The cycle time for cars is about 4 to 5 times longer than smartphones, 10 to 20 years for a car now versus 3 to 6 years for a phone, and while we are seeing things move slower in the car world, it is looking pretty obvious that similar things are occurring in the market, that there will be many ICE brands that die, with only a few to survive into the 2050s while all the other car makers will be different by then.
Stellantis Group is dead man walking, right? Any doubters about this? Some could argue it never had a chance to begin with after it formed. Literally, a rumor of a retiring Apple CFO becoming its CEO increased its share price. A CFO! Not some genius founder. That really smells like desperation. Some sub-brands may survive as their native countries will keep them alive, but that's for a smaller pie, never to be international again. German auto makers will shrink. BMW, MB, VW, at least one of them will not make it. I think there will only be 1 or 2 Japanese makers that make it, but they can do things to prevent that.
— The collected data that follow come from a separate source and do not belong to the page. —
//! Webhook delivery database model.
//!
//! The row id equals the event id that produced the delivery, which
//! makes the insert the consumer's idempotence point.

use chrono::{DateTime, Utc};
use serde::{Deserialize, Serialize};
use sqlx::postgres::PgExecutor;
use sqlx::FromRow;
use uuid::Uuid;

use relay_core::DeliveryStatus;

use crate::models::transaction::StatusCount;

/// Database entity for one delivery attempt-stream.
#[derive(Debug, Clone, FromRow, Serialize, Deserialize)]
pub struct WebhookDelivery {
    pub id: Uuid,
    pub webhook_id: Uuid,
    pub transaction_id: Option<Uuid>,
    pub event_type: String,
    pub delivery_status: String,
    pub payload: serde_json::Value,
    pub attempt_count: i32,
    pub last_attempt_at: Option<DateTime<Utc>>,
    pub response_code: Option<i16>,
    pub response_body: Option<String>,
    pub error_details: Option<serde_json::Value>,
    pub created_at: DateTime<Utc>,
    pub updated_at: DateTime<Utc>,
    pub is_acknowledged: bool,
    pub acknowledged_at: Option<DateTime<Utc>>,
    pub acknowledgment_status: Option<String>,
    pub next_retry_at: Option<DateTime<Utc>>,
    pub archived: bool,
}

/// Input for creating a delivery row.
#[derive(Debug, Clone)]
pub struct CreateWebhookDelivery {
    /// Event id; doubles as the row's primary key.
    pub id: Uuid,
    pub webhook_id: Uuid,
    pub transaction_id: Option<Uuid>,
    pub event_type: String,
    pub payload: serde_json::Value,
}

impl WebhookDelivery {
    #[must_use]
    pub fn status_enum(&self) -> Option<DeliveryStatus> {
        DeliveryStatus::parse(&self.delivery_status)
    }

    /// Insert a `PENDING` row, ignoring the insert if the event was
    /// already materialised. Returns `None` on conflict.
    pub async fn insert_if_absent<'e>(
        ex: impl PgExecutor<'e>,
        input: CreateWebhookDelivery,
    ) -> Result<Option<Self>, sqlx::Error> {
        sqlx::query_as(
            r#"
            INSERT INTO webhook_deliveries (
                id, webhook_id, transaction_id, event_type, payload
            )
            VALUES ($1, $2, $3, $4, $5)
            ON CONFLICT (id) DO NOTHING
            RETURNING *
            "#,
        )
        .bind(input.id)
        .bind(input.webhook_id)
        .bind(input.transaction_id)
        .bind(&input.event_type)
        .bind(&input.payload)
        .fetch_optional(ex)
        .await
    }

    pub async fn find_by_id<'e>(
        ex: impl PgExecutor<'e>,
        id: Uuid,
    ) -> Result<Option<Self>, sqlx::Error> {
        sqlx::query_as("SELECT * FROM webhook_deliveries WHERE id = $1")
            .bind(id)
            .fetch_optional(ex)
            .await
    }

    pub async fn list_by_webhook<'e>(
        ex: impl PgExecutor<'e>,
        webhook_id: Uuid,
        limit: i64,
        offset: i64,
    ) -> Result<Vec<Self>, sqlx::Error> {
        sqlx::query_as(
            r#"
            SELECT * FROM webhook_deliveries
            WHERE webhook_id = $1
            ORDER BY created_at DESC
            LIMIT $2 OFFSET $3
            "#,
        )
        .bind(webhook_id)
        .bind(limit)
        .bind(offset)
        .fetch_all(ex)
        .await
    }

    pub async fn list_by_transaction<'e>(
        ex: impl PgExecutor<'e>,
        transaction_id: Uuid,
        limit: i64,
        offset: i64,
    ) -> Result<Vec<Self>, sqlx::Error> {
        sqlx::query_as(
            r#"
            SELECT * FROM webhook_deliveries
            WHERE transaction_id = $1
            ORDER BY created_at DESC
            LIMIT $2 OFFSET $3
            "#,
        )
        .bind(transaction_id)
        .bind(limit)
        .bind(offset)
        .fetch_all(ex)
        .await
    }

    /// Deliveries whose scheduled retry time has arrived.
    pub async fn find_due_for_retry<'e>(
        ex: impl PgExecutor<'e>,
        limit: i64,
    ) -> Result<Vec<Self>, sqlx::Error> {
        sqlx::query_as(
            r#"
            SELECT * FROM webhook_deliveries
            WHERE delivery_status = 'RETRY_SCHEDULED'
              AND next_retry_at IS NOT NULL
              AND next_retry_at <= NOW()
            ORDER BY next_retry_at ASC
            LIMIT $1
            "#,
        )
        .bind(limit)
        .fetch_all(ex)
        .await
    }

    /// Deliveries stuck in `PROCESSING` since before `threshold`.
    pub async fn find_hanging<'e>(
        ex: impl PgExecutor<'e>,
        threshold: DateTime<Utc>,
        limit: i64,
    ) -> Result<Vec<Self>, sqlx::Error> {
        sqlx::query_as(
            r#"
            SELECT * FROM webhook_deliveries
            WHERE delivery_status = 'PROCESSING'
              AND last_attempt_at IS NOT NULL
              AND last_attempt_at < $1
            ORDER BY last_attempt_at ASC
            LIMIT $2
            "#,
        )
        .bind(threshold)
        .bind(limit)
        .fetch_all(ex)
        .await
    }

    /// Claim a delivery for an attempt: move to `PROCESSING`, bump the
    /// attempt counter and stamp `last_attempt_at`. Only rows waiting in
    /// `PENDING` or `RETRY_SCHEDULED` can be claimed, which makes
    /// concurrent workers race safely.
    pub async fn mark_processing<'e>(
        ex: impl PgExecutor<'e>,
        id: Uuid,
    ) -> Result<Option<Self>, sqlx::Error> {
        sqlx::query_as(
            r#"
            UPDATE webhook_deliveries
            SET delivery_status = 'PROCESSING',
                attempt_count = attempt_count + 1,
                last_attempt_at = NOW(),
                next_retry_at = NULL,
                updated_at = NOW()
            WHERE id = $1
              AND delivery_status IN ('PENDING', 'RETRY_SCHEDULED')
            RETURNING *
            "#,
        )
        .bind(id)
        .fetch_optional(ex)
        .await
    }

    pub async fn mark_delivered<'e>(
        ex: impl PgExecutor<'e>,
        id: Uuid,
        response_code: i16,
        response_body: Option<&str>,
    ) -> Result<Option<Self>, sqlx::Error> {
        sqlx::query_as(
            r#"
            UPDATE webhook_deliveries
            SET delivery_status = 'DELIVERED',
                response_code = $2,
                response_body = $3,
                next_retry_at = NULL,
                updated_at = NOW()
            WHERE id = $1
            RETURNING *
            "#,
        )
        .bind(id)
        .bind(response_code)
        .bind(response_body)
        .fetch_optional(ex)
        .await
    }

    pub async fn mark_failed<'e>(
        ex: impl PgExecutor<'e>,
        id: Uuid,
        error_details: &serde_json::Value,
        response_code: Option<i16>,
        response_body: Option<&str>,
    ) -> Result<Option<Self>, sqlx::Error> {
        sqlx::query_as(
            r#"
            UPDATE webhook_deliveries
            SET delivery_status = 'FAILED',
                error_details = $2,
                response_code = $3,
                response_body = $4,
                updated_at = NOW()
            WHERE id = $1
            RETURNING *
            "#,
        )
        .bind(id)
        .bind(error_details)
        .bind(response_code)
        .bind(response_body)
        .fetch_optional(ex)
        .await
    }

    pub async fn schedule_retry<'e>(
        ex: impl PgExecutor<'e>,
        id: Uuid,
        next_retry_at: DateTime<Utc>,
    ) -> Result<Option<Self>, sqlx::Error> {
        sqlx::query_as(
            r#"
            UPDATE webhook_deliveries
            SET delivery_status = 'RETRY_SCHEDULED',
                next_retry_at = $2,
                updated_at = NOW()
            WHERE id = $1
            RETURNING *
            "#,
        )
        .bind(id)
        .bind(next_retry_at)
        .fetch_optional(ex)
        .await
    }

    pub async fn mark_permanently_failed<'e>(
        ex: impl PgExecutor<'e>,
        id: Uuid,
    ) -> Result<Option<Self>, sqlx::Error> {
        sqlx::query_as(
            r#"
            UPDATE webhook_deliveries
            SET delivery_status = 'PERMANENTLY_FAILED',
                next_retry_at = NULL,
                updated_at = NOW()
            WHERE id = $1
            RETURNING *
            "#,
        )
        .bind(id)
        .fetch_optional(ex)
        .await
    }

    /// Cancel every live delivery for a subscription (operator action or
    /// subscription removal).
    pub async fn cancel_for_subscription<'e>(
        ex: impl PgExecutor<'e>,
        webhook_id: Uuid,
    ) -> Result<u64, sqlx::Error> {
        let result = sqlx::query(
            r#"
            UPDATE webhook_deliveries
            SET delivery_status = 'CANCELED',
                next_retry_at = NULL,
                updated_at = NOW()
            WHERE webhook_id = $1
              AND delivery_status IN ('PENDING', 'PROCESSING', 'FAILED', 'RETRY_SCHEDULED')
            "#,
        )
        .bind(webhook_id)
        .execute(ex)
        .await?;
        Ok(result.rows_affected())
    }

    pub async fn acknowledge<'e>(
        ex: impl PgExecutor<'e>,
        id: Uuid,
        ack_status: &str,
    ) -> Result<Option<Self>, sqlx::Error> {
        sqlx::query_as(
            r#"
            UPDATE webhook_deliveries
            SET is_acknowledged = TRUE,
                acknowledged_at = NOW(),
                acknowledgment_status = $2,
                updated_at = NOW()
            WHERE id = $1
            RETURNING *
            "#,
        )
        .bind(id)
        .bind(ack_status)
        .fetch_optional(ex)
        .await
    }

    /// Flag terminal deliveries older than `cutoff` as archived.
    /// Rows are never deleted here.
    pub async fn archive_terminal_older_than<'e>(
        ex: impl PgExecutor<'e>,
        cutoff: DateTime<Utc>,
        limit: i64,
    ) -> Result<u64, sqlx::Error> {
        let result = sqlx::query(
            r#"
            UPDATE webhook_deliveries
            SET archived = TRUE, updated_at = NOW()
            WHERE id IN (
                SELECT id FROM webhook_deliveries
                WHERE archived = FALSE
                  AND delivery_status IN ('DELIVERED', 'PERMANENTLY_FAILED', 'CANCELED')
                  AND updated_at < $1
                LIMIT $2
            )
            "#,
        )
        .bind(cutoff)
        .bind(limit)
        .execute(ex)
        .await?;
        Ok(result.rows_affected())
    }

    pub async fn count_by_status<'e>(
        ex: impl PgExecutor<'e>,
    ) -> Result<Vec<StatusCount>, sqlx::Error> {
        sqlx::query_as(
            r#"
            SELECT delivery_status AS status, COUNT(*) AS count
            FROM webhook_deliveries
            GROUP BY delivery_status
            "#,
        )
        .fetch_all(ex)
        .await
    }

    pub async fn count_all<'e>(ex: impl PgExecutor<'e>) -> Result<i64, sqlx::Error> {
        let row: (i64,) = sqlx::query_as("SELECT COUNT(*) FROM webhook_deliveries")
            .fetch_one(ex)
            .await?;
        Ok(row.0)
    }
}
use std::collections::HashMap;

use super::domain::{ActivityMetricsRow, EmpId, WorkforceModel};

/// Derives the weighted-productivity columns for every activity row.
///
/// All derived columns are recomputed from scratch; the returned table keeps
/// the input row order. Per-employee aggregates (EmpTotalTI, WPI) are
/// broadcast to each of that employee's rows.
pub fn compute_metrics(model: &WorkforceModel) -> Vec<ActivityMetricsRow> {
    let salary_by_emp: HashMap<EmpId, f64> = model
        .roster
        .iter()
        .map(|employee| (employee.emp_id, employee.salary_inr))
        .collect();

    let mut total_tim: HashMap<EmpId, f64> = HashMap::new();
    for row in &model.activities {
        *total_tim.entry(row.emp_id).or_default() += row.time_freq * row.importance;
    }

    let mut rows: Vec<ActivityMetricsRow> = model
        .activities
        .iter()
        .map(|activity| {
            let tim = activity.time_freq * activity.importance;
            let emp_total_ti = total_tim.get(&activity.emp_id).copied().unwrap_or(0.0);
            // An all-zero workload gets zero weight on every row rather than
            // dividing by zero.
            let rel_weight = if emp_total_ti > 0.0 {
                tim / emp_total_ti
            } else {
                0.0
            };
            let salary_inr = salary_by_emp
                .get(&activity.emp_id)
                .copied()
                .unwrap_or_default();
            let dollar_value = rel_weight * salary_inr;
            let net_value = dollar_value * activity.points;

            ActivityMetricsRow {
                emp_id: activity.emp_id,
                activity: activity.activity.clone(),
                time_freq: activity.time_freq,
                importance: activity.importance,
                points: activity.points,
                salary_inr,
                tim,
                rel_weight,
                dollar_value,
                net_value,
                emp_total_ti,
                wpi: 0.0,
            }
        })
        .collect();

    // WPI: delivered value over expected value per employee, zero when the
    // expected value is zero.
    let mut value_totals: HashMap<EmpId, (f64, f64)> = HashMap::new();
    for row in &rows {
        let entry = value_totals.entry(row.emp_id).or_default();
        entry.0 += row.dollar_value;
        entry.1 += row.net_value;
    }
    let wpi_by_emp: HashMap<EmpId, f64> = value_totals
        .into_iter()
        .map(|(emp_id, (dollar, net))| {
            let wpi = if dollar > 0.0 { net / dollar } else { 0.0 };
            (emp_id, wpi)
        })
        .collect();

    for row in &mut rows {
        row.wpi = wpi_by_emp.get(&row.emp_id).copied().unwrap_or(0.0);
    }

    rows
}
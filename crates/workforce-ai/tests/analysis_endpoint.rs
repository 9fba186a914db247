use axum::body::Body;
use axum::http::{header, Request, StatusCode};
use tower::ServiceExt;
use workforce_ai::workflows::productivity::productivity_router;

const ROSTER_CSV: &str = "\
EmpID,Name,Role,SalaryINR,DateOfJoining
201,Devika Nair,Analyst,500000,02/05/2022
";

const ACTIVITIES_CSV: &str = "\
EmpID,Activity,TimeFreq,Importance,Points
201,Reporting,4,5,1.0
201,Forecasting,4,5,1.0
201,Dashboards,4,5,1.0
201,Reviews,4,5,1.0
201,Planning,4,5,1.0
201,Mentoring,4,5,1.0
201,Audits,4,5,1.0
";

const SKILLS_CSV: &str = "\
Keyword,Program,SkillArea,CostExternalPerPersonINR,CostInhousePerSessionINR,ExpectedLift
audits,Audit Bootcamp,Quality,4000,12000,0.2
";

fn analyze_request(payload: &serde_json::Value) -> Request<Body> {
    Request::builder()
        .method("POST")
        .uri("/api/v1/productivity/analyze")
        .header(header::CONTENT_TYPE, "application/json")
        .body(Body::from(payload.to_string()))
        .expect("request builds")
}

async fn response_json(response: axum::response::Response) -> serde_json::Value {
    let bytes = axum::body::to_bytes(response.into_body(), usize::MAX)
        .await
        .expect("body reads");
    serde_json::from_slice(&bytes).expect("body is JSON")
}

#[tokio::test]
async fn analyze_endpoint_returns_every_result_table() {
    let payload = serde_json::json!({
        "roster_csv": ROSTER_CSV,
        "activities_csv": ACTIVITIES_CSV,
        "skills_csv": SKILLS_CSV,
        "today": "2026-03-01",
    });

    let response = productivity_router()
        .oneshot(analyze_request(&payload))
        .await
        .expect("router responds");
    assert_eq!(response.status(), StatusCode::OK);

    let body = response_json(response).await;
    assert_eq!(body["activities_with_metrics"].as_array().unwrap().len(), 7);
    assert_eq!(
        body["activities_with_metrics"][0]["EmpID"],
        serde_json::json!(201)
    );
    assert_eq!(body["activities_with_metrics"][0]["WPI"], 1.0);
    assert_eq!(body["hiring"]["HireNeeded"], false);
    assert_eq!(body["risks"][0]["Remark"], "No issues");
    assert_eq!(
        body["appraisal"][0]["AppraisalSuggestion"],
        "Normal Increment (~5%)"
    );
    // One catalog-matched deficit (Audits at 1.0 points).
    assert_eq!(body["training"].as_array().unwrap().len(), 1);
    assert!(body["rebalance"]
        .as_array()
        .unwrap()
        .iter()
        .all(|row| row["Suggestion"] == "No change"));
}

#[tokio::test]
async fn analyze_endpoint_rejects_invalid_tables_with_detail() {
    let payload = serde_json::json!({
        "roster_csv": ROSTER_CSV,
        "activities_csv": ACTIVITIES_CSV.replace("201,Audits", "999,Audits"),
        "skills_csv": SKILLS_CSV,
        "today": "2026-03-01",
    });

    let response = productivity_router()
        .oneshot(analyze_request(&payload))
        .await
        .expect("router responds");
    assert_eq!(response.status(), StatusCode::UNPROCESSABLE_ENTITY);

    let body = response_json(response).await;
    let message = body["error"].as_str().expect("error message present");
    assert!(message.contains("999"), "offender is named: {message}");
}

#[tokio::test]
async fn analyze_endpoint_rejects_partial_settings_overrides() {
    let payload = serde_json::json!({
        "roster_csv": ROSTER_CSV,
        "activities_csv": ACTIVITIES_CSV,
        "skills_csv": SKILLS_CSV,
        "today": "2026-03-01",
        "settings": { "WorkloadMaxTI": 175.0 },
    });

    let response = productivity_router()
        .oneshot(analyze_request(&payload))
        .await
        .expect("router responds");
    // A settings object missing keys fails fast at deserialization.
    assert_eq!(response.status(), StatusCode::UNPROCESSABLE_ENTITY);
}

#[tokio::test]
async fn analyze_endpoint_honors_full_settings_overrides() {
    let mut settings =
        serde_json::to_value(workforce_ai::workflows::productivity::AnalysisSettings::default())
            .expect("settings serialize");
    // Drop the overload cap below this team's 140 TI so a hire triggers.
    settings["WorkloadMaxTI"] = serde_json::json!(120.0);

    let payload = serde_json::json!({
        "roster_csv": ROSTER_CSV,
        "activities_csv": ACTIVITIES_CSV,
        "skills_csv": SKILLS_CSV,
        "today": "2026-03-01",
        "settings": settings,
    });

    let response = productivity_router()
        .oneshot(analyze_request(&payload))
        .await
        .expect("router responds");
    assert_eq!(response.status(), StatusCode::OK);

    let body = response_json(response).await;
    assert_eq!(body["hiring"]["HireNeeded"], true);
}
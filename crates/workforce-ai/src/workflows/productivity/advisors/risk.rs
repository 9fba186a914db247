use chrono::NaiveDate;
use serde::{Deserialize, Serialize};

use super::super::domain::{ActivityMetricsRow, EmpId, EmployeeRecord};
use super::super::settings::AnalysisSettings;
use super::super::tenure::{self, TenureError};
use super::training::TrainingRow;
use super::{round2, rows_by_employee};

/// A deficit only counts as critical when the activity matters this much.
const CRITICAL_IMPORTANCE_FLOOR: f64 = 4.0;
/// Points below this on a critical activity mark a critical deficit.
const CRITICAL_POINTS_CEILING: f64 = 1.0;

/// Performance-intervention flags for one employee.
#[derive(Debug, Clone, PartialEq, Serialize, Deserialize)]
pub struct RiskRow {
    #[serde(rename = "EmpID")]
    pub emp_id: EmpId,
    #[serde(rename = "Name")]
    pub name: String,
    #[serde(rename = "Role")]
    pub role: String,
    #[serde(rename = "WPI")]
    pub wpi: f64,
    #[serde(rename = "HighImpDeficits")]
    pub high_imp_deficits: usize,
    #[serde(rename = "HighImpGapINR")]
    pub high_imp_gap_inr: f64,
    #[serde(rename = "PIP_Flag")]
    pub pip_flag: String,
    #[serde(rename = "Separation_Flag")]
    pub separation_flag: String,
    #[serde(rename = "Remark")]
    pub remark: String,
}

/// Flags employees for PIP or separation from their critical deficits and the
/// training advisor's per-deficit ROI, passed in explicitly.
pub fn risk_flags(
    rows: &[ActivityMetricsRow],
    roster: &[EmployeeRecord],
    training: &[TrainingRow],
    settings: &AnalysisSettings,
    today: NaiveDate,
) -> Result<Vec<RiskRow>, TenureError> {
    let mut flagged = Vec::new();

    for (emp_id, emp_rows) in rows_by_employee(rows) {
        let Some(employee) = roster.iter().find(|record| record.emp_id == emp_id) else {
            continue;
        };
        let wpi = emp_rows[0].wpi;

        // Parsed up front: an unreadable DateOfJoining fails the whole run.
        let date_of_joining = tenure::parse_date_of_joining(emp_id, &employee.date_of_joining)?;
        let _tenure_years = tenure::years_of_service(date_of_joining, today);

        let critical: Vec<&ActivityMetricsRow> = emp_rows
            .iter()
            .filter(|row| {
                row.importance >= CRITICAL_IMPORTANCE_FLOOR
                    && row.points < CRITICAL_POINTS_CEILING
            })
            .copied()
            .collect();
        let critical_count = critical.len();
        let critical_gap_inr: f64 = critical
            .iter()
            .map(|row| row.dollar_value * (1.0 - row.points))
            .sum();

        let emp_training: Vec<&TrainingRow> = training
            .iter()
            .filter(|proposal| proposal.emp_id == emp_id)
            .collect();
        // Per-deficit join on activity name: any critical deficit whose
        // training ROI sits below the floor means training will not pay back.
        let critical_low_roi = !emp_training.is_empty()
            && critical.iter().any(|deficit| {
                emp_training.iter().any(|proposal| {
                    proposal.activity == deficit.activity
                        && proposal.roi < settings.training_roi_min
                })
            });

        let (pip_flag, separation_flag, remark) = if critical_low_roi {
            ("No", "Yes", "High-impact deficits, low ROI → should be fired")
        } else if critical_count > 0 {
            ("Yes", "No", "High-impact deficits → needs training")
        } else {
            ("No", "No", "No issues")
        };

        flagged.push(RiskRow {
            emp_id,
            name: employee.name.clone(),
            role: employee.role.clone(),
            wpi: round2(wpi),
            high_imp_deficits: critical_count,
            high_imp_gap_inr: round2(critical_gap_inr),
            pip_flag: pip_flag.to_string(),
            separation_flag: separation_flag.to_string(),
            remark: remark.to_string(),
        });
    }

    Ok(flagged)
}
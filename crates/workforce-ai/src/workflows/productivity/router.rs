use axum::http::StatusCode;
use axum::response::{IntoResponse, Response};
use axum::routing::post;
use axum::Router;
use chrono::{Local, NaiveDate};
use serde::Deserialize;
use serde_json::json;
use std::io::Cursor;

use super::loader::{WorkforceCsvLoader, WorkforceImportError};
use super::settings::AnalysisSettings;
use super::run_analysis;

/// Router builder exposing the analysis endpoint for service crates to mount.
pub fn productivity_router() -> Router {
    Router::new().route("/api/v1/productivity/analyze", post(analyze_handler))
}

/// Analysis request carrying the three uploaded tables as CSV text.
#[derive(Debug, Deserialize)]
pub struct AnalysisRequest {
    pub roster_csv: String,
    pub activities_csv: String,
    pub skills_csv: String,
    /// Evaluation date for tenure; defaults to today.
    #[serde(default)]
    pub today: Option<NaiveDate>,
    /// Full threshold override. Absent means the standard deployment values;
    /// a partial object is rejected.
    #[serde(default)]
    pub settings: Option<AnalysisSettings>,
}

pub(crate) async fn analyze_handler(
    axum::Json(request): axum::Json<AnalysisRequest>,
) -> Response {
    let AnalysisRequest {
        roster_csv,
        activities_csv,
        skills_csv,
        today,
        settings,
    } = request;

    let settings = settings.unwrap_or_default();
    let model = match WorkforceCsvLoader::from_readers(
        Cursor::new(roster_csv.into_bytes()),
        Cursor::new(activities_csv.into_bytes()),
        Cursor::new(skills_csv.into_bytes()),
        settings,
    ) {
        Ok(model) => model,
        Err(error) => {
            let status = match error {
                WorkforceImportError::Io(_) => StatusCode::INTERNAL_SERVER_ERROR,
                WorkforceImportError::Csv(_) | WorkforceImportError::Validation(_) => {
                    StatusCode::UNPROCESSABLE_ENTITY
                }
            };
            let payload = json!({ "error": error.to_string() });
            return (status, axum::Json(payload)).into_response();
        }
    };

    let today = today.unwrap_or_else(|| Local::now().date_naive());
    match run_analysis(&model, today) {
        Ok(report) => (StatusCode::OK, axum::Json(report)).into_response(),
        Err(error) => {
            let payload = json!({ "error": error.to_string() });
            (StatusCode::UNPROCESSABLE_ENTITY, axum::Json(payload)).into_response()
        }
    }
}
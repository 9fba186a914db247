//! Workforce productivity analytics: validated activity tables in, HR
//! recommendation tables out.
//!
//! The pipeline is a pure function of (roster, activities, skills, settings,
//! evaluation date). Data flows strictly downstream: loader, metrics engine,
//! then the advisors — rebalance, training, hiring, risk (which also reads
//! the training output), and appraisal. Everything is recomputed from
//! scratch on each invocation.

pub mod advisors;
pub mod domain;
pub mod loader;
pub mod metrics;
pub mod router;
pub mod settings;
pub mod tenure;

use chrono::NaiveDate;
use serde::{Deserialize, Serialize};

pub use advisors::appraisal::{suggest_appraisal, AppraisalRow};
pub use advisors::hiring::{hiring_decision, HiringDecision};
pub use advisors::rebalance::{suggest_rebalance, RebalanceRow};
pub use advisors::risk::{risk_flags, RiskRow};
pub use advisors::training::{suggest_training, TrainingRow};
pub use domain::{ActivityMetricsRow, EmpId, WorkforceModel};
pub use loader::{WorkforceCsvLoader, WorkforceImportError};
pub use metrics::compute_metrics;
pub use router::productivity_router;
pub use settings::AnalysisSettings;
pub use tenure::TenureError;

/// Full result record returned to the caller, one key per advisor.
#[derive(Debug, Clone, PartialEq, Serialize, Deserialize)]
pub struct AnalysisReport {
    pub activities_with_metrics: Vec<ActivityMetricsRow>,
    pub rebalance: Vec<RebalanceRow>,
    pub training: Vec<TrainingRow>,
    pub hiring: HiringDecision,
    pub risks: Vec<RiskRow>,
    pub appraisal: Vec<AppraisalRow>,
}

/// Runs the metrics engine and every advisor over a validated model.
///
/// `today` anchors the tenure calculations so runs are reproducible; the
/// HTTP and CLI frontends default it to the current date.
pub fn run_analysis(
    model: &WorkforceModel,
    today: NaiveDate,
) -> Result<AnalysisReport, TenureError> {
    let metrics = compute_metrics(model);

    let rebalance = suggest_rebalance(&metrics);
    let training = suggest_training(&metrics, &model.skills, &model.settings);
    let hiring = hiring_decision(&metrics, &model.roster, &model.settings);
    let risks = risk_flags(&metrics, &model.roster, &training, &model.settings, today)?;
    let appraisal = suggest_appraisal(&metrics, &model.roster, today)?;

    Ok(AnalysisReport {
        activities_with_metrics: metrics,
        rebalance,
        training,
        hiring,
        risks,
        appraisal,
    })
}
They have been stunningly irresponsive to changes, or made the wrong bets with hydrogen FC.
All this stems from the USA gov't putting 100% import tariffs on Chinese EVs. 100%! That really crystallized things for me.
That's batshit crazy and a sign that native USA auto manufacturing will not be able to compete internationally. If GM or Ford sells a car internationally, it is going to be a badge engineered Asian made vehicle (India, China, SE Asia, etc) and will not be a USA export. The tariffs reduce competitive pressure on American auto design, development and manufacturing, preventing them from doing the things needed to compete. Government subsidies for training, mining for materials, getting manufacturing of critical parts probably have to triple or quadruple from what is spent in the IRA, and getting rid of soft costs needs to be a priority, if not the top priority, so that prices can decline.
Europe has a variation of this with 20% to 50% import tariffs on Chinese EVs. How they get their native automakers to compete in future is going to be the subject with a lot of pain for them just like it is for the USA.
As for an EV's value, I can understand some EV models losing a lot their value fast, especially 2021 to 2023 model years or certain brands in the 2010s. EVs are still in early adopter stages and are still under rapid changes and development. Another 50% increase in battery energy and volumetric density is coming. 300 mile range EVs today will have lower relative value 3 to 5 years from now because EVs in 2029+ time frames will have 400 mile range, charge 2x faster, and have more features like V2G. A 2030 EV will be a whole lot better than a 2024 EV, and that will exert a lot of price pressure on certain used EV model values for some time to come.
My 2019 Tesla Model 3 LR is holding its value fine though. After 5 years, its value is about 40% of its sale price of 52k. A 2019 BMW 330i has about the same drop.
It's a technology race where the critical components and features of a car is still rapidly evolving, where there are big improvements to come. It similar to smartphones in that way. It won't be until like the 2040s where an EV is full fat mature, providing all the important features to buyers and they have reached the point of diminishing returns.
Axial Flux motors - Mercedes bought the UK company which owns all the essential patents on this.
Recycled Anodes - It turns out that recycled graphite is actually better than than new as a material an American university, I forget which one, owns the essential patents on the best way to take advantage of this.